The cemetery followed that treeline for acres, curving in places like the various holes of a golf course. “Over that way. Several generations. You can’t see them from here, but there are large family vaults.”

“What about them?” asked Bernard. “What were they like?”

“A gambler, a whore, a murderer. Those are the big ones—the names you’d know. There are swindlers and kleptomaniacs, too, and many cousins and uncles who trod and spit on everyone they met. You don’t even want to know about the kids.”

“Kids, too?”

“The kids, too.”

“Sounds like a rotten family,” said Bernard. He felt her fingertips on the nape of his neck, a touch so light and unexpected it sent a pleasurable flutter down his spine like the onset of effects from a morphine drip after surgery. The euphoria passed quickly when her hand pulled away.

“No worse or better than most,” she said. “Just richer.”

Bernard stopped walking and met her gaze. Her eyes wore shrouds in the darkness, though he pictured them brown as good whiskey in the daylight. Tonight though, even the moon wore a veil, its yellow penumbra sometimes showing hints of a bowl-like form.

“It’s true,” she said. “Even the innocent sin. Did you really think you’d find purity here? Really? Of all places?”

Bernard turned and resumed his walk, getting farther and farther from the simple plot where the service had been held. The young woman hesitated just a moment, then picked up her pace and rejoined him. “I wonder,” said Bernard.

“What?”

“All this talk, all this ugliness….”

“Yes?”

“Telling me all this stuff, are you trying to make me feel better?”

“No,” she said. “Worse.”

He nodded. Of course, he thought. It’s not working, though.

The two arrived at a densely packed stretch of graves where more traditional granite or marble markers rose one foot or several above the ground. The first one they came to was black as an idol carved out of coal. “Sister Mary Agnes,” said Bernard.

“A nun in a protestant graveyard. Makes you think.”

“Hmmm. She died young. What was she?”

“A seducer. Your kind of girl.”

Bernard didn’t take the bait. Instead, he moved on, skipping several stones until he arrived at the pointed obelisk centering this cluster. “I don’t see the name,” he said. “Is that it? No, wait….”

The young woman separated from him, went around to the far side of the obelisk and stared at an iron plate affixed to the ground. “Beloved wife and mother,” she said, not reading off the name. “That’s a joke. You wouldn’t believe the crimes she committed.”
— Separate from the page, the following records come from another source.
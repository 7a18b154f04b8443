//! The fixed visualization battery.
//!
//! Every plot implements [`Figure`], which draws onto any plotters backend.
//! [`save`] picks the bitmap or SVG backend from the configured
//! [`PlotFormat`], and [`render_all`] decides which plots apply to a dataset.

mod bubble;
pub mod colormap;
mod heatmap;
mod histogram;
mod time_series;

use std::path::{Path, PathBuf};

use chrono::NaiveDateTime;
use plotters::coord::Shift;
use plotters::prelude::*;
use serde::{Deserialize, Serialize};
use tracing::{debug, warn};

use crate::config::Config;
use crate::dataset::{Dataset, DATE_COLUMN};
use crate::error::{Error, Result};
use crate::stats::{self, distribution::Histogram};

pub use bubble::{BubblePlot, BUBBLE_COLUMNS};
pub use heatmap::HeatmapPlot;
pub use histogram::{HistogramGrid, HistogramPanel, WindSpeedPlot, WIND_DIRECTION, WIND_SPEED};
pub use time_series::{TimeSeriesPlot, TIME_SERIES_COLUMNS};

/// Result of drawing onto a backend.
pub type DrawResult<DB> =
    std::result::Result<(), DrawingAreaErrorKind<<DB as DrawingBackend>::ErrorType>>;

/// Output image format.
#[derive(Debug, Clone, Copy, PartialEq, Eq, Default, Serialize, Deserialize)]
#[serde(rename_all = "lowercase")]
pub enum PlotFormat {
    /// Bitmap PNG.
    #[default]
    Png,
    /// Scalable vector graphics.
    Svg,
}

impl PlotFormat {
    /// File extension without the dot.
    #[must_use]
    pub fn extension(self) -> &'static str {
        match self {
            Self::Png => "png",
            Self::Svg => "svg",
        }
    }
}

impl std::fmt::Display for PlotFormat {
    fn fmt(&self, f: &mut std::fmt::Formatter<'_>) -> std::fmt::Result {
        f.write_str(self.extension())
    }
}

/// A plot that can draw itself onto any backend.
pub trait Figure {
    /// Canvas size in pixels.
    fn size(&self) -> (u32, u32);

    /// Draw the whole figure onto `root`.
    ///
    /// # Errors
    ///
    /// Returns the backend's error if drawing fails.
    fn draw<DB: DrawingBackend>(&self, root: &DrawingArea<DB, Shift>) -> DrawResult<DB>;
}

/// Render `figure` to `path` in the given format.
///
/// # Errors
///
/// Returns [`Error::Plot`] if drawing or writing the image fails.
pub fn save(figure: &impl Figure, path: &Path, format: PlotFormat) -> Result<()> {
    let outcome = match format {
        PlotFormat::Png => {
            let root = BitMapBackend::new(path, figure.size()).into_drawing_area();
            figure
                .draw(&root)
                .and_then(|()| root.present())
                .map_err(|e| e.to_string())
        }
        PlotFormat::Svg => {
            let root = SVGBackend::new(path, figure.size()).into_drawing_area();
            figure
                .draw(&root)
                .and_then(|()| root.present())
                .map_err(|e| e.to_string())
        }
    };
    outcome.map_err(|message| Error::plot(path, message))?;
    debug!("Saved plot {}", path.display());
    Ok(())
}

/// `<dir>/<stem>_<name>.<ext>`
#[must_use]
pub fn plot_path(dir: &Path, stem: &str, name: &str, format: PlotFormat) -> PathBuf {
    dir.join(format!("{stem}_{name}.{}", format.extension()))
}

/// Render every plot that applies to `dataset` into the plots directory.
///
/// `times` holds the parsed [`DATE_COLUMN`], if the dataset has one.
/// Returns the paths written, in rendering order.
///
/// # Errors
///
/// Returns an error if a plot fails to render.
pub fn render_all(
    dataset: &Dataset,
    times: Option<&[Option<NaiveDateTime>]>,
    config: &Config,
) -> Result<Vec<PathBuf>> {
    let dir = config.plots_dir();
    let format = config.plots.format;
    let name = dataset.name.as_str();
    let mut written = Vec::new();

    match times.map(|times| TimeSeriesPlot::from_dataset(dataset, times)) {
        Some(Some(plot)) => {
            let path = plot_path(&dir, "time_series", name, format);
            save(&plot, &path, format)?;
            written.push(path);
        }
        Some(None) => warn!("No numeric data to plot over time in {}, skipping time series", name),
        None => debug!("No {} column in {}, skipping time series", DATE_COLUMN, name),
    }

    let correlation = stats::correlation_matrix(dataset);
    if correlation.is_empty() {
        warn!("No numeric columns in {}, skipping correlation matrix", name);
    } else {
        let path = plot_path(&dir, "correlation_matrix", name, format);
        save(&HeatmapPlot::new(name, correlation), &path, format)?;
        written.push(path);
    }

    if let Some(plot) = WindSpeedPlot::from_dataset(dataset) {
        let path = plot_path(&dir, "wind_speed_distribution", name, format);
        save(&plot, &path, format)?;
        written.push(path);
    }

    let path = plot_path(&dir, "histograms", name, format);
    save(&HistogramGrid::from_dataset(dataset), &path, format)?;
    written.push(path);

    match BubblePlot::from_dataset(dataset, config.bubble_point_limit()) {
        Some(plot) => {
            let path = plot_path(&dir, "bubble_chart", name, format);
            save(&plot, &path, format)?;
            written.push(path);
        }
        None => debug!("Fewer than three bubble variables in {}, skipping", name),
    }

    Ok(written)
}

/// Default single-series color (matplotlib `tab:blue`).
pub(crate) const SERIES_BLUE: RGBColor = RGBColor(31, 119, 180);

/// Matplotlib's default color cycle.
pub(crate) const TAB10: [RGBColor; 10] = [
    RGBColor(31, 119, 180),
    RGBColor(255, 127, 14),
    RGBColor(44, 160, 44),
    RGBColor(214, 39, 40),
    RGBColor(148, 103, 189),
    RGBColor(140, 86, 75),
    RGBColor(227, 119, 194),
    RGBColor(127, 127, 127),
    RGBColor(188, 189, 34),
    RGBColor(23, 190, 207),
];

/// Histogram with an optional KDE overlay, ready to draw into a panel.
pub(crate) fn histogram_with_kde(values: &[f64]) -> Option<(Histogram, Vec<(f64, f64)>)> {
    let histogram = Histogram::auto(values)?;
    let kde = stats::distribution::gaussian_kde(values, histogram.bin_width());
    Some((histogram, kde))
}

/// Pad a degenerate axis range so plotters can build a coordinate system.
pub(crate) fn padded_range(lo: f64, hi: f64) -> (f64, f64) {
    if !lo.is_finite() || !hi.is_finite() {
        (0.0, 1.0)
    } else if hi > lo {
        let pad = (hi - lo) * 0.02;
        (lo - pad, hi + pad)
    } else {
        (lo - 0.5, hi + 0.5)
    }
}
“I don’t want to know,” said Bernard.

“No, you don’t. Nobody does. These are the things you won’t learn from the archives of the Lone Oak Historical Society, though you might get some of the truth if you spend a few hours or maybe a week in the morgue at the Lone Oak Weekly Times.”

“Is that how you know so much?”

The young woman didn’t answer. The two watched each other in silence for a moment. Then the girl pointed to a stone seraph eight feet high, very feminine, with exquisitely detailed wings folded around her in a mournful embrace. “There,” she said, leading Bernard to it. “That one’s important. Beautiful and sad.”

“What’s the name?”

“You don’t need the name.”

“Why not? Who was she?”

“It was a he. You might actually find his story somewhere if you looked hard enough.”

Bernard glanced upward at the angel’s face. Traces of the evening’s rain glittered on her head, with just enough moonlight to paint the trail from one droplet streaking down her cheek like a tear. “Tell me,” he said. “This time, I have to know.”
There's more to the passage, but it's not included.